Vendredi 19 avril 2024

Hommage

Hommage – Nécrologie| In memoriam, Damien Kaburahe

20/07/2021 3

« …Ceux qui sont morts ne sont jamais partis :
Ils sont dans le Sein de la Femme,
Ils sont dans l’Enfant qui vagit
Et dans le Tison qui s’enflamme.
Les Morts ne sont pas sous la Terre… »
Birago Diop

Cela va faire 50 ans. Le 21 juillet 1971, mon père, Damien Kaburahe, se rendait à Bujumbura pour prendre un avion à destination de Bruxelles. Dans un tournant sur la route Gitega-Bujumbura, à la sortie de Muramvya, il a eu un accident mortel. Il avait 42 ans. Moi, le cadet de la famille, j’avais cinq ans à peine. Je dois reconnaître que je garde un souvenir très flou. Je me souviens, vaguement, des funérailles grandioses à la paroisse de Mushasha, avec de nombreux évêques et prêtres. Mon père était au service de l’Eglise catholique en tant que premier rédacteur en chef de son journal, Ndongozi. Voilà pour les « faits ». Comme tous les gamins, trop tôt orphelins, j’ai idéalisé mon père et, inconsciemment, je voulais devenir ce qu’il était : journaliste.
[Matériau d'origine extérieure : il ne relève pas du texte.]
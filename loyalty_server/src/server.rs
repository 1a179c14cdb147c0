use std::time::Duration;

use actix_web::{
    dev::Server,
    http::KeepAlive,
    middleware::Logger,
    web,
    App,
    HttpServer,
    Scope,
};
use log::*;
use loyalty_engine::{
    AccountApi,
    AccrualClient,
    LedgerStore,
    OrderService,
    PostgresDatabase,
    ReconciliationDispatcher,
};

use crate::{
    auth::TokenIssuer,
    config::ServerConfig,
    errors::ServerError,
    routes::{
        health,
        LoginRoute,
        MyBalanceRoute,
        MyOrdersRoute,
        MyWithdrawalsRoute,
        RegisterRoute,
        SubmitOrderRoute,
        WithdrawRoute,
    },
};

/// Connects to the database, starts the reconciliation workers and serves requests until the process is told to stop.
///
/// On the way out the dispatcher is drained before the connection pool is closed, so jobs already queued still get
/// to write their results.
pub async fn run_server(config: ServerConfig) -> Result<(), ServerError> {
    let db = PostgresDatabase::new_with_url(config.database_url.reveal(), config.database_max_connections)
        .await
        .map_err(|e| ServerError::InitializeError(e.to_string()))?;
    db.run_migrations().await.map_err(|e| ServerError::InitializeError(e.to_string()))?;
    info!("🚀️ Database is ready");
    // The per-call deadline is enforced by the workers. This is only a backstop.
    let accrual = AccrualClient::new(&config.accrual_url, config.accrual_client_timeout())
        .map_err(|e| ServerError::InitializeError(e.to_string()))?;
    let (dispatcher, handle) = ReconciliationDispatcher::start(db.clone(), accrual, config.dispatcher.clone());
    info!(
        "🚀️ Started {} reconciliation workers against {}",
        dispatcher.worker_count(),
        config.accrual_url
    );
    let orders = OrderService::new(db.clone(), handle);
    if config.resume_unsettled {
        match orders.resume_unsettled_orders().await {
            Ok(n) => info!("🚀️ Resumed {n} unsettled orders"),
            Err(e) => warn!("🚀️ Could not resume unsettled orders. {e}"),
        }
    }
    let srv = create_server_instance(&config, db.clone(), orders)?;
    let result = srv.await.map_err(ServerError::from);
    info!("🚀️ HTTP server stopped. Waiting for the reconciliation workers to finish.");
    dispatcher.shutdown().await;
    db.close().await;
    result
}

pub fn create_server_instance<S: LedgerStore>(
    config: &ServerConfig,
    store: S,
    orders: OrderService<S>,
) -> Result<Server, ServerError> {
    let auth = config.auth.clone();
    let srv = HttpServer::new(move || {
        let accounts_api = AccountApi::new(store.clone());
        let issuer = TokenIssuer::new(&auth);
        App::new()
            .wrap(Logger::new("%t (%D ms) %s %a %{Host}i %U").log_target("lps::access_log"))
            .app_data(json_config())
            .app_data(web::Data::new(accounts_api))
            .app_data(web::Data::new(orders.clone()))
            .app_data(web::Data::new(issuer))
            .service(health)
            .service(user_scope::<S>())
    })
    .keep_alive(KeepAlive::Timeout(Duration::from_secs(600)))
    .bind((config.host.as_str(), config.port))?
    .run();
    Ok(srv)
}

/// Every route under `/api/user`. Authentication is enforced per handler by the [`crate::auth::JwtClaims`] extractor.
pub fn user_scope<S: LedgerStore>() -> Scope {
    web::scope("/api/user")
        .service(RegisterRoute::<S>::new())
        .service(LoginRoute::<S>::new())
        .service(SubmitOrderRoute::<S>::new())
        .service(MyOrdersRoute::<S>::new())
        .service(MyBalanceRoute::<S>::new())
        .service(WithdrawRoute::<S>::new())
        .service(MyWithdrawalsRoute::<S>::new())
}

/// Malformed JSON bodies are reported in the same `{"error": ...}` shape as every other failure.
pub fn json_config() -> web::JsonConfig {
    web::JsonConfig::default().error_handler(|err, _req| ServerError::InvalidRequestBody(err.to_string()).into())
}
En ce jour où nous célébrons les 50 ans de sa disparition, j’aurais aimé me recueillir, déposer une fleur sur sa tombe au cimetière de Mushasha. Je ne le peux pas. Mais comme disait l’autre, « je crois aux forces de l’esprit ». Je vais être en pensée avec lui et tous les miens qui reposent, iwacu, excusez-moi ce jeu de mots, ku Mushasha. Mais je peux m’estimer heureux, car même si je ne peux pas m’y recueillir aujourd’hui, je sais qu’il est là. Ce n’est pas rien. De nombreux Burundais ignorent où reposent leurs parents ou leurs enfants. Et c’est encore plus douloureux…

Papa est parti alors que j’avais 5 ans. J’en ai 55 maintenant. On l’oublie souvent, mais cela veut dire que sur le chemin de nos vies, des cœurs et des mains ont pris la relève du père disparu. D’abord maman, veuve à 38 ans. Elle va courageusement élever sept enfants. Mes pensées vont aussi à toutes ces âmes bienveillantes que l’on rencontre sur le chemin de la vie, dans nos familles certainement, mais aussi des amis, des instituteurs, des professeurs, des collègues, tous ceux qui nous permettent de « grandir » au sens complet et noble du terme.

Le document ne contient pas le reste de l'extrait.